Having (unfortunately) read the Twilight series as a teenager, I went into this film with one expectation – that Breaking Dawn: Part 2 has to be better than the book. And it was! So success to Bill Condon and the crew at Summit Entertainment for taking a lacklustre, undeveloped, fictional story and turning it into something rather enjoyable.
The chemistry on screen between the cast was one of the highlights of the movie. The Cullen family have their joking banter together; the old rivalry between the werewolves and vampires was still present; and the sexual tension between Robert Pattinson and Kristen Stewart was surprisingly high in their euphoric reunion after Bella’s conversion to vampirism. Unlike the novel, the distant friends of the Cullen clan who congregate in Forks provide an interesting and relevant sub-plot, as their backgrounds are integrated into the ending.

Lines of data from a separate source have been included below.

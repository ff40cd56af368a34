//! Depression filling
//!
//! Planchon-Darboux (2001): start from a surface that is infinitely high
//! everywhere except at the outlets, then repeatedly lower each cell to the
//! lowest value that still drains to an already-settled neighbor.
//!
//! Reference:
//! Planchon, O., Darboux, F. (2001). A fast, simple and versatile algorithm
//! to fill the depressions of digital elevation models.
//! Catena, 46(2-3), 159-176.

use super::{d8_neighbor, is_void, D8_DIST};
use ndarray::Array2;
use floodplain_core::raster::Raster;
use floodplain_core::{Algorithm, Error, Result};

/// Parameters for sink filling
#[derive(Debug, Clone)]
pub struct FillSinksParams {
    /// Gradient imposed across filled areas (elevation units per cell-size
    /// unit). Zero leaves filled depressions perfectly flat, which D8 cannot
    /// route across.
    pub min_slope: f64,
}

impl Default for FillSinksParams {
    fn default() -> Self {
        Self { min_slope: 0.01 }
    }
}

/// Fill sinks algorithm
#[derive(Debug, Clone, Default)]
pub struct FillSinks;

impl Algorithm for FillSinks {
    type Input = Raster<f64>;
    type Output = Raster<f64>;
    type Params = FillSinksParams;
    type Error = Error;

    fn name(&self) -> &'static str {
        "Fill Sinks"
    }

    fn description(&self) -> &'static str {
        "Fill depressions in a DEM using the Planchon-Darboux (2001) method"
    }

    fn execute(&self, input: Self::Input, params: Self::Params) -> Result<Self::Output> {
        fill_sinks(&input, params)
    }
}

/// Water surface value for cells not yet settled
const UNSETTLED: f64 = f64::MAX / 2.0;

/// Fill depressions so that every valid cell has a non-ascending path to
/// an outlet.
///
/// Outlets are cells on the grid edge and cells adjacent to no-data, so
/// clipped DEMs drain into their voids. No-data cells stay NaN.
pub fn fill_sinks(dem: &Raster<f64>, params: FillSinksParams) -> Result<Raster<f64>> {
    if !params.min_slope.is_finite() || params.min_slope < 0.0 {
        return Err(Error::InvalidParameter {
            name: "min_slope",
            value: params.min_slope.to_string(),
            reason: "must be a finite, non-negative gradient".into(),
        });
    }

    let (rows, cols) = dem.shape();
    let nodata = dem.nodata();
    let epsilon = params.min_slope * dem.cell_size().abs();
    let z = dem.data();

    let mut w = Array2::from_elem((rows, cols), UNSETTLED);
    for row in 0..rows {
        for col in 0..cols {
            let value = z[(row, col)];
            if is_void(value, nodata) {
                w[(row, col)] = f64::NAN;
            } else if is_outlet(z, nodata, row, col) {
                w[(row, col)] = value;
            }
        }
    }

    let forward: Vec<(usize, usize)> = (0..rows)
        .flat_map(|row| (0..cols).map(move |col| (row, col)))
        .collect();

    loop {
        let mut changed = relax(&mut w, z, epsilon, forward.iter().copied());
        changed |= relax(&mut w, z, epsilon, forward.iter().rev().copied());
        if !changed {
            break;
        }
    }

    let mut output = dem.like(f64::NAN);
    output.set_nodata(Some(f64::NAN));
    *output.data_mut() = w;
    Ok(output)
}

/// Edge of the grid or touching a void cell
fn is_outlet(z: &Array2<f64>, nodata: Option<f64>, row: usize, col: usize) -> bool {
    let (rows, cols) = z.dim();
    if row == 0 || col == 0 || row + 1 == rows || col + 1 == cols {
        return true;
    }
    (0..8).any(|idx| {
        d8_neighbor(row, col, idx, rows, cols).is_some_and(|(nr, nc)| is_void(z[(nr, nc)], nodata))
    })
}

/// One sweep over `order`. Returns whether any cell was lowered.
fn relax(
    w: &mut Array2<f64>,
    z: &Array2<f64>,
    epsilon: f64,
    order: impl Iterator<Item = (usize, usize)>,
) -> bool {
    let (rows, cols) = w.dim();
    let mut changed = false;

    for (row, col) in order {
        let ground = z[(row, col)];
        let current = w[(row, col)];
        if current.is_nan() || current <= ground {
            continue;
        }

        for (idx, step) in D8_DIST.iter().enumerate() {
            let Some((nr, nc)) = d8_neighbor(row, col, idx, rows, cols) else {
                continue;
            };
            let wn = w[(nr, nc)];
            if wn.is_nan() || wn >= UNSETTLED {
                continue;
            }

            let spill = wn + epsilon * step;
            if ground >= spill {
                w[(row, col)] = ground;
                changed = true;
                break;
            }
            if w[(row, col)] > spill {
                w[(row, col)] = spill;
                changed = true;
            }
        }
    }

    changed
}

#[cfg(test)]
mod tests {
    use super::*;
    use floodplain_core::GeoTransform;

    fn bowl() -> Raster<f64> {
        // 9 on the rim, 7 inside, a 3 in the middle
        let mut dem = Raster::filled(7, 7, 7.0);
        dem.set_transform(GeoTransform::new(0.0, 7.0, 1.0, -1.0));
        for i in 0..7 {
            dem.set(0, i, 9.0).unwrap();
            dem.set(6, i, 9.0).unwrap();
            dem.set(i, 0, 9.0).unwrap();
            dem.set(i, 6, 9.0).unwrap();
        }
        dem.set(3, 3, 3.0).unwrap();
        dem
    }

    #[test]
    fn test_fill_raises_pit_to_spill_level() {
        let filled = fill_sinks(&bowl(), FillSinksParams { min_slope: 0.0 }).unwrap();
        // The whole interior ponds up to the rim
        assert_eq!(filled.get(3, 3).unwrap(), 9.0);
        assert_eq!(filled.get(2, 4).unwrap(), 9.0);
        assert_eq!(filled.get(0, 0).unwrap(), 9.0);
    }

    #[test]
    fn test_fill_with_outlet_stops_at_outlet() {
        let mut dem = bowl();
        dem.set(6, 3, 2.0).unwrap();
        let filled = fill_sinks(&dem, FillSinksParams { min_slope: 0.0 }).unwrap();

        // Interior drains through the notch; only the pit is raised
        assert_eq!(filled.get(3, 3).unwrap(), 7.0);
        assert_eq!(filled.get(1, 1).unwrap(), 7.0);
        assert_eq!(filled.get(6, 3).unwrap(), 2.0);
    }

    #[test]
    fn test_fill_never_lowers_and_keeps_clean_plane() {
        let mut dem = Raster::new(10, 10);
        dem.set_transform(GeoTransform::new(0.0, 10.0, 1.0, -1.0));
        for row in 0..10 {
            for col in 0..10 {
                dem.set(row, col, (row + col) as f64).unwrap();
            }
        }

        let filled = fill_sinks(&dem, FillSinksParams::default()).unwrap();
        for row in 0..10 {
            for col in 0..10 {
                assert_eq!(filled.get(row, col).unwrap(), dem.get(row, col).unwrap());
            }
        }
    }

    #[test]
    fn test_min_slope_leaves_gradient_across_fill() {
        let filled = fill_sinks(&bowl(), FillSinksParams { min_slope: 0.01 }).unwrap();
        let center = filled.get(3, 3).unwrap();
        let near_rim = filled.get(1, 3).unwrap();
        assert!(center > near_rim, "center {} should sit above {}", center, near_rim);
        assert!(center < 9.1);
    }

    #[test]
    fn test_void_cells_act_as_outlets() {
        let mut dem = bowl();
        dem.set(3, 4, f64::NAN).unwrap();
        let filled = fill_sinks(&dem, FillSinksParams { min_slope: 0.0 }).unwrap();

        assert!(filled.get(3, 4).unwrap().is_nan());
        // The pit touches the void and keeps its elevation
        assert_eq!(filled.get(3, 3).unwrap(), 3.0);
    }

    #[test]
    fn test_negative_min_slope_rejected() {
        let result = fill_sinks(&bowl(), FillSinksParams { min_slope: -1.0 });
        assert!(matches!(result, Err(Error::InvalidParameter { name: "min_slope", .. })));
    }

    #[test]
    fn test_algorithm_trait() {
        let algo = FillSinks;
        assert_eq!(algo.name(), "Fill Sinks");
        let filled = algo.execute_default(bowl()).unwrap();
        assert!(filled.get(3, 3).unwrap() >= 9.0);
    }
}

The major issue with the original novel has always been the ending: without an actual fight scene, it felt incredibly anticlimactic. Because the ending was re-written for the screen-play, this was the first time in the movie when I was genuinely on edge, and it was very dramatic. Thus, considering how obsessed those Twihards are, it’s unsurprising that this film was simply made for the fans. Each scene has been meticulously lifted from the novel and recreated so that, at times, I felt as though a novel was simply being translated onto screen. Whilst directors of the previous films may have added their own style to the franchise, Bill Condon has stayed very loyal to the books, giving the fans everything they could ask for from a film adaptation.

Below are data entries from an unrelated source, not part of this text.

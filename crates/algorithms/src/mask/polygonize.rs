//! Raster to polygon conversion
//!
//! Valid cells are collected as horizontal runs, runs with the same column
//! span in consecutive rows are stacked into rectangles, and the
//! rectangles are dissolved into one multipolygon. Cell-exact before
//! simplification.

use crate::vector::{simplify_dp, union_all};
use floodplain_core::raster::Raster;
use floodplain_core::Result;
use geo::{Coord, MultiPolygon, Polygon, Rect};
use std::collections::HashMap;

/// Parameters for polygonization
#[derive(Debug, Clone)]
pub struct PolygonizeParams {
    /// Generalize the stair-stepped outline
    pub simplify: bool,
    /// Douglas-Peucker tolerance as a fraction of the cell size
    pub tolerance_cells: f64,
}

impl Default for PolygonizeParams {
    fn default() -> Self {
        Self {
            simplify: true,
            tolerance_cells: 0.5,
        }
    }
}

/// Column span `[start, end)` of valid cells within one row
type Run = (usize, usize);

fn row_runs(raster: &Raster<f64>, row: usize) -> Vec<Run> {
    let mut runs = Vec::new();
    let mut start: Option<usize> = None;

    for col in 0..raster.cols() {
        let v = unsafe { raster.get_unchecked(row, col) };
        match (start, raster.is_nodata(v)) {
            (None, false) => start = Some(col),
            (Some(s), true) => {
                runs.push((s, col));
                start = None;
            }
            _ => {}
        }
    }
    if let Some(s) = start {
        runs.push((s, raster.cols()));
    }
    runs
}

/// Convert every valid (non no-data) cell into polygon area.
///
/// The value of a cell is irrelevant beyond being valid: a reclassified
/// mask with 1 for admitted and NaN elsewhere polygonizes to the admitted
/// region. With `simplify`, outlines are generalized at a tolerance below
/// one cell, so the polygon never strays more than that from the cell
/// edges.
pub fn polygonize(raster: &Raster<f64>, params: PolygonizeParams) -> Result<MultiPolygon<f64>> {
    let transform = *raster.transform();
    let rows = raster.rows();

    // Open rectangles keyed by column span, holding their first row
    let mut open: HashMap<Run, usize> = HashMap::new();
    let mut blocks: Vec<(usize, usize, Run)> = Vec::new();

    for row in 0..=rows {
        let runs = if row < rows { row_runs(raster, row) } else { Vec::new() };

        let mut closed: Vec<Run> = open.keys().filter(|k| !runs.contains(k)).copied().collect();
        closed.sort_unstable();
        for run in closed {
            if let Some(first) = open.remove(&run) {
                blocks.push((first, row, run));
            }
        }
        for run in runs {
            open.entry(run).or_insert(row);
        }
    }
    blocks.sort_unstable();

    let rects: Vec<MultiPolygon<f64>> = blocks
        .into_iter()
        .map(|(r0, r1, (c0, c1))| {
            let (x0, y0) = transform.pixel_to_geo_corner(c0, r0);
            let (x1, y1) = transform.pixel_to_geo_corner(c1, r1);
            let rect = Rect::new(Coord { x: x0, y: y0 }, Coord { x: x1, y: y1 });
            MultiPolygon::new(vec![rect.to_polygon()])
        })
        .collect();

    let region = union_all(rects);
    if !params.simplify || region.0.is_empty() {
        return Ok(region);
    }

    let tolerance = params.tolerance_cells * raster.cell_size();
    let simplified = simplify_dp(&region, tolerance);
    // Simplification may leave rings touching or crossing; a union
    // rebuilds a valid multipolygon.
    let parts: Vec<MultiPolygon<f64>> = simplified
        .0
        .into_iter()
        .filter(|p: &Polygon<f64>| p.exterior().0.len() >= 4)
        .map(|p| MultiPolygon::new(vec![p]))
        .collect();
    Ok(union_all(parts))
}
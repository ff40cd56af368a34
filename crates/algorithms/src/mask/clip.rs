//! Clip a raster to a polygon region
//!
//! A cell belongs to the region when its center does. Membership is found
//! with an even-odd scanline through each row of cell centers, so holes are
//! honored without point-in-polygon tests per cell.

use floodplain_core::raster::{GeoTransform, Raster};
use floodplain_core::{Error, Result};
use geo::{BoundingRect, MultiPolygon, Polygon};
use ndarray::Array2;

/// Cells of a grid covered by a region, cropped to the region's extent
#[derive(Debug, Clone)]
pub struct RegionMask {
    /// Row of the grid where `inside` starts
    pub row_off: usize,
    /// Column of the grid where `inside` starts
    pub col_off: usize,
    /// `true` where the cell center lies inside the region
    pub inside: Array2<bool>,
}

impl RegionMask {
    /// Number of covered cells
    pub fn count(&self) -> usize {
        self.inside.iter().filter(|&&v| v).count()
    }

    /// Covered cells as grid `(row, col)` indices
    pub fn cells(&self) -> impl Iterator<Item = (usize, usize)> + '_ {
        self.inside
            .indexed_iter()
            .filter(|&(_, &v)| v)
            .map(move |((r, c), _)| (r + self.row_off, c + self.col_off))
    }
}

/// Inclusive index range of cell centers falling in `[lo, hi]` along one
/// axis, given the axis origin and (signed) step.
fn center_range(lo: f64, hi: f64, origin: f64, step: f64, len: usize) -> Option<(usize, usize)> {
    let a = (lo - origin) / step - 0.5;
    let b = (hi - origin) / step - 0.5;
    let (a, b) = if a <= b { (a, b) } else { (b, a) };

    let first = a.ceil().max(0.0);
    let last = b.floor().min(len as f64 - 1.0);
    (len > 0 && first <= last).then(|| (first as usize, last as usize))
}

fn check_transform(transform: &GeoTransform) -> Result<()> {
    if !transform.is_axis_aligned() || transform.pixel_width <= 0.0 {
        return Err(Error::Algorithm(
            "region rasterization needs an unrotated grid with positive pixel width".into(),
        ));
    }
    if transform.pixel_height == 0.0 {
        return Err(Error::Algorithm("pixel height is zero".into()));
    }
    Ok(())
}

/// Find the cells of a `rows x cols` grid whose centers lie in `region`.
///
/// Returns `None` when the region misses the grid entirely.
pub fn rasterize_region(
    transform: &GeoTransform,
    rows: usize,
    cols: usize,
    region: &MultiPolygon<f64>,
) -> Result<Option<RegionMask>> {
    check_transform(transform)?;

    let Some(rect) = region.bounding_rect() else {
        return Ok(None);
    };
    let Some((r0, r1)) = center_range(
        rect.min().y,
        rect.max().y,
        transform.origin_y,
        transform.pixel_height,
        rows,
    ) else {
        return Ok(None);
    };
    let Some((c0, c1)) = center_range(
        rect.min().x,
        rect.max().x,
        transform.origin_x,
        transform.pixel_width,
        cols,
    ) else {
        return Ok(None);
    };

    let mut inside = Array2::from_elem((r1 - r0 + 1, c1 - c0 + 1), false);
    let mut crossings: Vec<f64> = Vec::new();

    for row in r0..=r1 {
        let y = transform.origin_y + (row as f64 + 0.5) * transform.pixel_height;

        // Parity is per polygon so that touching or overlapping parts
        // never cancel each other out.
        for polygon in region {
            crossings.clear();
            scanline_crossings(polygon, y, &mut crossings);
            crossings.sort_by(|a, b| a.total_cmp(b));

            for span in crossings.chunks_exact(2) {
                let Some((a, b)) = half_open_span(span[0], span[1], transform, cols) else {
                    continue;
                };
                for col in a.max(c0)..=b.min(c1) {
                    inside[(row - r0, col - c0)] = true;
                }
            }
        }
    }

    Ok(Some(RegionMask {
        row_off: r0,
        col_off: c0,
        inside,
    }))
}

/// x positions where the horizontal line at `y` crosses the polygon's rings
fn scanline_crossings(polygon: &Polygon<f64>, y: f64, out: &mut Vec<f64>) {
    for ring in std::iter::once(polygon.exterior()).chain(polygon.interiors()) {
        for line in ring.lines() {
            let (p, q) = (line.start, line.end);
            if (p.y > y) != (q.y > y) {
                out.push(p.x + (y - p.y) * (q.x - p.x) / (q.y - p.y));
            }
        }
    }
}

/// Columns whose centers lie in `[xa, xb)`
fn half_open_span(xa: f64, xb: f64, transform: &GeoTransform, cols: usize) -> Option<(usize, usize)> {
    let first = ((xa - transform.origin_x) / transform.pixel_width - 0.5).ceil();
    let end = ((xb - transform.origin_x) / transform.pixel_width - 0.5).ceil();
    let first = first.max(0.0);
    let last = (end - 1.0).min(cols as f64 - 1.0);
    (first <= last).then(|| (first as usize, last as usize))
}

/// Clip a raster to a polygon region.
///
/// The output is the window of the input covering the region's cells,
/// georeferenced accordingly; cells outside the region are NaN. A region
/// that misses the raster yields an empty (0 x 0) raster.
pub fn clip_to_region(raster: &Raster<f64>, region: &MultiPolygon<f64>) -> Result<Raster<f64>> {
    let (rows, cols) = raster.shape();
    let Some(mask) = rasterize_region(raster.transform(), rows, cols, region)? else {
        return Ok(raster.window(0, 0, 0, 0));
    };

    let (h, w) = mask.inside.dim();
    let mut clipped = raster.window(mask.row_off, mask.col_off, h, w);
    ndarray::Zip::from(clipped.data_mut())
        .and(&mask.inside)
        .for_each(|v, &keep| {
            if !keep {
                *v = f64::NAN;
            }
        });
    clipped.set_nodata(Some(f64::NAN));
    Ok(clipped)
}

#[cfg(test)]
mod tests {
    use super::*;
    use geo::{polygon, Coord, Rect};

    fn grid() -> Raster<f64> {
        let mut r = Raster::filled(10, 10, 1.0);
        r.set_transform(GeoTransform::new(0.0, 100.0, 10.0, -10.0));
        r
    }

    #[test]
    fn test_rectangle_covers_expected_cells() {
        // Centers at x = 25, 35 and y = 75, 65, 55
        let region = MultiPolygon::new(vec![Rect::new(
            Coord { x: 20.0, y: 50.0 },
            Coord { x: 40.0, y: 80.0 },
        )
        .to_polygon()]);

        let mask = rasterize_region(grid().transform(), 10, 10, &region).unwrap().unwrap();
        assert_eq!(mask.count(), 6);
        let cells: Vec<_> = mask.cells().collect();
        assert!(cells.contains(&(2, 2)));
        assert!(cells.contains(&(4, 3)));
        assert!(!cells.contains(&(5, 2)));
    }

    #[test]
    fn test_hole_is_excluded() {
        let region = MultiPolygon::new(vec![polygon!(
            exterior: [(x: 0.0, y: 0.0), (x: 100.0, y: 0.0), (x: 100.0, y: 100.0), (x: 0.0, y: 100.0)],
            interiors: [[(x: 40.0, y: 40.0), (x: 60.0, y: 40.0), (x: 60.0, y: 60.0), (x: 40.0, y: 60.0)]],
        )]);

        let clipped = clip_to_region(&grid(), &region).unwrap();
        assert_eq!(clipped.shape(), (10, 10));
        assert!(clipped.get(4, 4).unwrap().is_nan());
        assert!(clipped.get(5, 5).unwrap().is_nan());
        assert_eq!(clipped.get(3, 3).unwrap(), 1.0);
        assert_eq!(clipped.statistics().valid_count, 96);
    }

    #[test]
    fn test_clip_crops_and_georeferences() {
        let triangle = MultiPolygon::new(vec![polygon![
            (x: 30.0, y: 30.0),
            (x: 70.0, y: 30.0),
            (x: 30.0, y: 70.0),
        ]]);
        let source = grid();
        let clipped = clip_to_region(&source, &triangle).unwrap();

        assert_eq!(clipped.shape(), (4, 4));
        assert_eq!(clipped.pixel_to_geo(0, 0), (35.0, 65.0));
        // Lower-left corner of the triangle is inside, upper-right is not
        assert_eq!(clipped.get(3, 0).unwrap(), 1.0);
        assert!(clipped.get(0, 3).unwrap().is_nan());
    }

    #[test]
    fn test_region_outside_grid() {
        let far = MultiPolygon::new(vec![Rect::new(
            Coord { x: 500.0, y: 500.0 },
            Coord { x: 600.0, y: 600.0 },
        )
        .to_polygon()]);
        assert!(rasterize_region(grid().transform(), 10, 10, &far).unwrap().is_none());
        assert!(clip_to_region(&grid(), &far).unwrap().is_empty());
    }

    #[test]
    fn test_rotated_grid_rejected() {
        let mut t = GeoTransform::new(0.0, 100.0, 10.0, -10.0);
        t.row_rotation = 0.5;
        let region = MultiPolygon::new(vec![]);
        assert!(rasterize_region(&t, 10, 10, &region).is_err());
    }
}
//! Douglas-Peucker generalization of polygon outlines

use geo::{LineString, MultiPolygon, Polygon, Simplify};

/// Closed rings need at least three distinct vertices plus the closing one
const MIN_RING_COORDS: usize = 4;

/// Simplify every ring of a multipolygon with Douglas-Peucker.
///
/// Rings that collapse below a triangle are dropped: a collapsed exterior
/// drops its whole polygon, a collapsed hole is filled. The result is not
/// repaired; rings may touch after simplification.
pub fn simplify_dp(polygons: &MultiPolygon<f64>, tolerance: f64) -> MultiPolygon<f64> {
    if tolerance <= 0.0 {
        return polygons.clone();
    }

    polygons
        .iter()
        .filter_map(|p| simplify_polygon(p, tolerance))
        .collect()
}

fn simplify_polygon(polygon: &Polygon<f64>, tolerance: f64) -> Option<Polygon<f64>> {
    let exterior = polygon.exterior().simplify(&tolerance);
    if exterior.0.len() < MIN_RING_COORDS {
        return None;
    }
    let interiors: Vec<LineString<f64>> = polygon
        .interiors()
        .iter()
        .map(|ring| ring.simplify(&tolerance))
        .filter(|ring| ring.0.len() >= MIN_RING_COORDS)
        .collect();
    Some(Polygon::new(exterior, interiors))
}

#[cfg(test)]
mod tests {
    use super::*;
    use geo::polygon;

    fn wobbly() -> Polygon<f64> {
        polygon![
            (x: 0.0, y: 0.0),
            (x: 1.0, y: 0.1),
            (x: 2.0, y: 0.0),
            (x: 3.0, y: 0.05),
            (x: 5.0, y: 0.0),
            (x: 5.0, y: 5.0),
            (x: 3.0, y: 5.1),
            (x: 0.0, y: 5.0),
        ]
    }

    #[test]
    fn test_reduces_vertices() {
        let mp = MultiPolygon::new(vec![wobbly()]);
        let simplified = simplify_dp(&mp, 0.15);
        assert_eq!(simplified.0.len(), 1);
        assert_eq!(simplified.0[0].exterior().0.len(), 5);
    }

    #[test]
    fn test_zero_tolerance_is_identity() {
        let mp = MultiPolygon::new(vec![wobbly()]);
        assert_eq!(simplify_dp(&mp, 0.0), mp);
    }

    #[test]
    fn test_tiny_hole_is_filled() {
        let p = polygon!(
            exterior: [(x: 0.0, y: 0.0), (x: 10.0, y: 0.0), (x: 10.0, y: 10.0), (x: 0.0, y: 10.0)],
            interiors: [[(x: 5.0, y: 5.0), (x: 5.1, y: 5.0), (x: 5.0, y: 5.1)]],
        );
        let simplified = simplify_dp(&MultiPolygon::new(vec![p]), 0.5);
        assert!(simplified.0[0].interiors().is_empty());
    }
}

Breaking Dawn: Part 2 is seamless in its editing. Visually, it is shockingly beautiful, although not a difficult feat considering the size of the budget they had to play with (an estimated $120 million). The cinematography in the opening scenes of Bella’s astute vampire vision is really quite breath-taking; we’ve come a long way from the glittering vampire effects of the first Twilight instalment. Furthermore, the opening credits of the movie were fantastic. They encompassed the previous four movies through sweeping landscapes and iconic scores composed for the previous films, montaging them in an ambitiously long but very effective and moving introduction.
Don’t get me wrong, I spent much of my time laughing uncontrollably at the ridiculousness of some actors, predominantly Stewart’s endless brooding and serious-action-face, but Part 2 sees an enjoyable shift from the teenage issues of the previous movies. It focuses on real life, marriage and family; the more mature themes explored in Breaking Dawn Part 2 make it much more believable than the previous incarnations of the saga.
Breaking Dawn: Part 2 is a lovable, enjoyable and well-made movie: a great ending to this eclipsing series, especially for the fans. And for those who aren’t fans of Twilight, go and see it with friends for the laughs. It’s good entertainment.